## [Excerpts from a dataset]
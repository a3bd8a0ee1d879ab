use anyhow::Context;
use clap::Parser;
use registry_relay::cli::{Args, Runner};
use registry_relay::logging;

#[tokio::main]
async fn main() -> anyhow::Result<()> {
    let args = Args::parse().from_env();

    let format = args
        .log_format()
        .map_err(anyhow::Error::msg)
        .context("Invalid --log-format")?;
    logging::init(args.verbose, format);

    let runner = Runner::new(args).context("Invalid configuration")?;
    runner.run().await.context("Server failed")?;
    Ok(())
}
//! Parsing and rendering of `WWW-Authenticate: Bearer ...` challenges

use crate::error::{ProxyError, Result};
use std::collections::HashMap;
use url::Url;

/// One Bearer challenge as sent by a registry
#[derive(Debug, Clone, PartialEq, Eq)]
pub struct AuthChallenge {
    pub realm: Url,
    pub service: String,
    pub scope: Option<String>,
}

impl AuthChallenge {
    /// Parse a header value such as
    /// `Bearer realm="https://auth.docker.io/token",service="registry.docker.io"`.
    pub fn parse(header: &str) -> Result<Self> {
        let header = header.trim();
        let (scheme, params_str) = match header.find(char::is_whitespace) {
            Some(pos) => (&header[..pos], &header[pos..]),
            None => (header, ""),
        };

        if !scheme.eq_ignore_ascii_case("bearer") {
            return Err(ProxyError::MalformedChallenge(format!(
                "unsupported scheme '{}' in: {}",
                scheme, header
            )));
        }

        let params = parse_params(params_str)
            .map_err(|reason| ProxyError::MalformedChallenge(format!("{} in: {}", reason, header)))?;

        let realm_str = params
            .get("realm")
            .ok_or_else(|| ProxyError::MalformedChallenge(format!("missing realm in: {}", header)))?;
        let realm = Url::parse(realm_str).map_err(|e| {
            ProxyError::MalformedChallenge(format!("realm '{}' is not an absolute URL: {}", realm_str, e))
        })?;
        if realm.cannot_be_a_base() || !matches!(realm.scheme(), "http" | "https") {
            return Err(ProxyError::MalformedChallenge(format!(
                "realm '{}' is not an http(s) URL",
                realm_str
            )));
        }

        let service = params
            .get("service")
            .cloned()
            .ok_or_else(|| ProxyError::MalformedChallenge(format!("missing service in: {}", header)))?;

        Ok(Self {
            realm,
            service,
            scope: params.get("scope").cloned(),
        })
    }

    /// Render a header value with the given realm in place of ours
    pub fn header_value(realm: &str, service: &str, scope: Option<&str>) -> String {
        let mut value = format!(
            "Bearer realm=\"{}\",service=\"{}\"",
            escape(realm),
            escape(service)
        );
        if let Some(scope) = scope {
            value.push_str(&format!(",scope=\"{}\"", escape(scope)));
        }
        value
    }
}

fn escape(value: &str) -> String {
    value.replace('\\', "\\\\").replace('"', "\\\"")
}

/// Split `key=value` pairs on commas outside quotes.
///
/// Keys are lowercased. A repeated key keeps its first value.
fn parse_params(input: &str) -> std::result::Result<HashMap<String, String>, String> {
    let mut params = HashMap::new();
    let mut chars = input.chars().peekable();

    loop {
        while matches!(chars.peek(), Some(c) if c.is_whitespace() || *c == ',') {
            chars.next();
        }
        if chars.peek().is_none() {
            break;
        }

        let mut key = String::new();
        while let Some(&c) = chars.peek() {
            if c == '=' || c == ',' || c.is_whitespace() {
                break;
            }
            key.push(c);
            chars.next();
        }
        while matches!(chars.peek(), Some(c) if c.is_whitespace()) {
            chars.next();
        }
        if chars.next() != Some('=') {
            return Err(format!("parameter '{}' has no value", key));
        }
        while matches!(chars.peek(), Some(c) if c.is_whitespace()) {
            chars.next();
        }

        let mut value = String::new();
        if chars.peek() == Some(&'"') {
            chars.next();
            let mut closed = false;
            while let Some(c) = chars.next() {
                match c {
                    '\\' => match chars.next() {
                        Some(escaped) => value.push(escaped),
                        None => break,
                    },
                    '"' => {
                        closed = true;
                        break;
                    }
                    other => value.push(other),
                }
            }
            if !closed {
                return Err(format!("unterminated quoted value for '{}'", key));
            }
        } else {
            while let Some(&c) = chars.peek() {
                if c == ',' {
                    break;
                }
                value.push(c);
                chars.next();
            }
            value = value.trim_end().to_string();
        }

        if key.is_empty() {
            return Err("empty parameter name".to_string());
        }
        params.entry(key.to_ascii_lowercase()).or_insert(value);
    }

    Ok(params)
}
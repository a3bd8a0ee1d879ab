//! Logging setup and the component-scoped [`Logger`] handle
//!
//! Every component holds a cheap, cloneable [`Logger`] tagged with its own
//! name. Messages are emitted as `tracing` events, so they pick up whatever
//! request span is active and flow through the subscriber installed by
//! [`init`].

use tracing_subscriber::{EnvFilter, layer::SubscriberExt, util::SubscriberInitExt};

/// Output format of the installed subscriber
#[derive(Debug, Clone, Copy, PartialEq, Eq)]
pub enum LogFormat {
    Text,
    Json,
}

impl std::str::FromStr for LogFormat {
    type Err = String;

    fn from_str(s: &str) -> Result<Self, Self::Err> {
        match s.to_ascii_lowercase().as_str() {
            "text" => Ok(LogFormat::Text),
            "json" => Ok(LogFormat::Json),
            other => Err(format!("Unknown log format: {} (expected text or json)", other)),
        }
    }
}

/// Install the global subscriber. `RUST_LOG` wins over `verbose` when set;
/// [`Logger::detail`] still needs `verbose`.
pub fn init(verbose: bool, format: LogFormat) {
    let default_level = if verbose { "debug" } else { "info" };
    let filter = EnvFilter::try_from_default_env().unwrap_or_else(|_| {
        EnvFilter::new(format!(
            "registry_relay={level},tower_http={level}",
            level = default_level
        ))
    });

    let registry = tracing_subscriber::registry().with(filter);
    // try_init: tests and embedders may already have a subscriber
    let _ = match format {
        LogFormat::Text => registry.with(tracing_subscriber::fmt::layer()).try_init(),
        LogFormat::Json => registry
            .with(tracing_subscriber::fmt::layer().json().flatten_event(true))
            .try_init(),
    };
}

/// Logger responsible for all operational output of one component
#[derive(Debug, Clone)]
pub struct Logger {
    component: &'static str,
    pub verbose: bool,
}

impl Logger {
    pub fn new(component: &'static str, verbose: bool) -> Self {
        Self { component, verbose }
    }

    /// Same verbosity, different component tag
    pub fn scoped(&self, component: &'static str) -> Self {
        Self {
            component,
            verbose: self.verbose,
        }
    }

    pub fn component(&self) -> &'static str {
        self.component
    }

    pub fn info(&self, message: &str) {
        tracing::info!(component = self.component, "{}", message);
    }

    /// Routine per-request progress, only emitted in verbose mode
    pub fn detail(&self, message: &str) {
        if self.verbose {
            tracing::debug!(component = self.component, "{}", message);
        }
    }

    pub fn warning(&self, message: &str) {
        tracing::warn!(component = self.component, "{}", message);
    }

    pub fn error(&self, message: &str) {
        tracing::error!(component = self.component, "{}", message);
    }

    /// Startup summary, one line per item
    pub fn summary(&self, title: &str, items: &[(&str, String)]) {
        tracing::info!(component = self.component, "{}", title);
        for (key, value) in items {
            tracing::info!(component = self.component, "  {}: {}", key, value);
        }
    }
}

#[cfg(test)]
mod tests {
    use super::*;
    use std::sync::{Arc, Mutex};

    #[test]
    fn test_log_format_parse() {
        assert_eq!("json".parse::<LogFormat>(), Ok(LogFormat::Json));
        assert_eq!("TEXT".parse::<LogFormat>(), Ok(LogFormat::Text));
        assert!("yaml".parse::<LogFormat>().is_err());
    }

    struct CaptureWriter(Arc<Mutex<Vec<u8>>>);

    impl std::io::Write for CaptureWriter {
        fn write(&mut self, buf: &[u8]) -> std::io::Result<usize> {
            self.0.lock().unwrap().extend_from_slice(buf);
            Ok(buf.len())
        }

        fn flush(&mut self) -> std::io::Result<()> {
            Ok(())
        }
    }

    #[test]
    fn test_detail_only_when_verbose() {
        let buffer = Arc::new(Mutex::new(Vec::new()));
        let sink = buffer.clone();
        let subscriber = tracing_subscriber::fmt()
            .with_max_level(tracing::Level::DEBUG)
            .with_ansi(false)
            .with_writer(move || CaptureWriter(sink.clone()))
            .finish();

        tracing::subscriber::with_default(subscriber, || {
            Logger::new("quiet", false).detail("hidden detail");
            Logger::new("loud", true).detail("shown detail");
        });

        let output = String::from_utf8(buffer.lock().unwrap().clone()).unwrap();
        assert!(!output.contains("hidden detail"));
        assert!(output.contains("shown detail"));
    }

    #[test]
    fn test_scoped_keeps_verbosity() {
        let logger = Logger::new("server", true).scoped("forwarder");
        assert_eq!(logger.component(), "forwarder");
        assert!(logger.verbose);
    }
}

## [GOAL OF THE EXERCISE]
Without changing anything, quote the lines from the top of the data to the line that contains "let realm = Url::parse(realm_str).map_err(|e|", including that line.

## [ANSWER FOR THE TASK]
repository a3bd8a0ee1d879ab
use anyhow::Context;
use clap::Parser;
use registry_relay::cli::{Args, Runner};
use registry_relay::logging;

#[tokio::main]
async fn main() -> anyhow::Result<()> {
    let args = Args::parse().from_env();

    let format = args
        .log_format()
        .map_err(anyhow::Error::msg)
        .context("Invalid --log-format")?;
    logging::init(args.verbose, format);

    let runner = Runner::new(args).context("Invalid configuration")?;
    runner.run().await.context("Server failed")?;
    Ok(())
}
//! Parsing and rendering of `WWW-Authenticate: Bearer ...` challenges

use crate::error::{ProxyError, Result};
use std::collections::HashMap;
use url::Url;

/// One Bearer challenge as sent by a registry
#[derive(Debug, Clone, PartialEq, Eq)]
pub struct AuthChallenge {
    pub realm: Url,
    pub service: String,
    pub scope: Option<String>,
}

impl AuthChallenge {
    /// Parse a header value such as
    /// `Bearer realm="https://auth.docker.io/token",service="registry.docker.io"`.
    pub fn parse(header: &str) -> Result<Self> {
        let header = header.trim();
        let (scheme, params_str) = match header.find(char::is_whitespace) {
            Some(pos) => (&header[..pos], &header[pos..]),
            None => (header, ""),
        };

        if !scheme.eq_ignore_ascii_case("bearer") {
            return Err(ProxyError::MalformedChallenge(format!(
                "unsupported scheme '{}' in: {}",
                scheme, header
            )));
        }

        let params = parse_params(params_str)
            .map_err(|reason| ProxyError::MalformedChallenge(format!("{} in: {}", reason, header)))?;

        let realm_str = params
            .get("realm")
            .ok_or_else(|| ProxyError::MalformedChallenge(format!("missing realm in: {}", header)))?;
        let realm = Url::parse(realm_str).map_err(|e| {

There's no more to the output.